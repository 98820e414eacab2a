//! Where declaration units come from.

use camino::{Utf8Path, Utf8PathBuf};
use cap_std::{ambient_authority, fs_utf8::Dir};
use indexmap::IndexMap;

use super::{DeclarationUnit, LoadError, UnitFile, UnitPath};
use crate::graph::{Builder, GraphError};

/// Resolves unit locations and runs the unit found there.
pub trait UnitSource {
    /// Run the unit at `unit` against `builder`, returning its children.
    ///
    /// # Errors
    ///
    /// Returns [`LoadError::Unreadable`] when no unit exists at the location,
    /// [`LoadError::Parse`] for an invalid unit, and [`LoadError::Declare`]
    /// when the builder rejects one of its requests.
    fn declare(&self, unit: &UnitPath, builder: &mut Builder<'_>)
    -> Result<Vec<UnitPath>, LoadError>;
}

fn declared(
    unit: &UnitPath,
    result: Result<Vec<UnitPath>, GraphError>,
) -> Result<Vec<UnitPath>, LoadError> {
    result.map_err(|source| LoadError::Declare {
        unit: unit.identity(),
        source,
    })
}

/// Reads YAML `BUILD` files below a root directory.
///
/// All reads go through a capability handle on the root, so an include can
/// never reach a file outside the tree.
#[derive(Debug)]
pub struct FsUnitSource {
    root: Utf8PathBuf,
    dir: Dir,
}

impl FsUnitSource {
    /// Open the tree rooted at `root`.
    ///
    /// # Errors
    ///
    /// Returns [`LoadError::Unreadable`] if `root` is not a readable directory.
    pub fn open(root: &Utf8Path) -> Result<Self, LoadError> {
        let dir = Dir::open_ambient_dir(root, ambient_authority())
            .map_err(|source| LoadError::unreadable_root(root, source))?;
        Ok(Self {
            root: root.to_path_buf(),
            dir,
        })
    }

    /// Directory the tree was opened from.
    #[must_use]
    pub fn root(&self) -> &Utf8Path {
        &self.root
    }

    /// Read and parse the unit at `unit` without running it.
    ///
    /// # Errors
    ///
    /// Returns [`LoadError::Unreadable`] or [`LoadError::Parse`].
    pub fn read(&self, unit: &UnitPath) -> Result<UnitFile, LoadError> {
        let text = self
            .dir
            .read_to_string(unit.file())
            .map_err(|source| LoadError::unreadable(unit, source))?;
        UnitFile::parse(&text, &unit.identity())
    }
}

impl UnitSource for FsUnitSource {
    fn declare(
        &self,
        unit: &UnitPath,
        builder: &mut Builder<'_>,
    ) -> Result<Vec<UnitPath>, LoadError> {
        let file = self.read(unit)?;
        declared(unit, file.declare(builder))
    }
}

/// Units supplied in-process, keyed by location.
#[derive(Default)]
pub struct MemoryUnitSource {
    units: IndexMap<UnitPath, Box<dyn DeclarationUnit>>,
}

impl MemoryUnitSource {
    /// Empty source.
    #[must_use]
    pub fn new() -> Self {
        Self::default()
    }

    /// Register `unit` at `location`, replacing any previous unit there.
    #[must_use]
    pub fn with<U>(mut self, location: impl Into<UnitPath>, unit: U) -> Self
    where
        U: DeclarationUnit + 'static,
    {
        self.units.insert(location.into(), Box::new(unit));
        self
    }

    /// Register a closure at `location`.
    #[must_use]
    pub fn with_fn<F>(self, location: impl Into<UnitPath>, unit: F) -> Self
    where
        F: Fn(&mut Builder<'_>) -> Result<Vec<UnitPath>, GraphError> + 'static,
    {
        self.with(location, unit)
    }
}

impl UnitSource for MemoryUnitSource {
    fn declare(
        &self,
        unit: &UnitPath,
        builder: &mut Builder<'_>,
    ) -> Result<Vec<UnitPath>, LoadError> {
        let Some(found) = self.units.get(unit) else {
            return Err(LoadError::unreadable(
                unit,
                std::io::Error::new(
                    std::io::ErrorKind::NotFound,
                    format!("no unit registered at `{unit}`"),
                ),
            ));
        };
        declared(unit, found.declare(builder))
    }
}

☆ ☆ ☆ ☆ ☆

GOAL OF THE EXERCISE: Using the listing above, show each line holding the string "MemoryUnitSource".

SOLUTION TO THE EXERCISE:
pub struct MemoryUnitSource {
impl MemoryUnitSource {
impl UnitSource for MemoryUnitSource {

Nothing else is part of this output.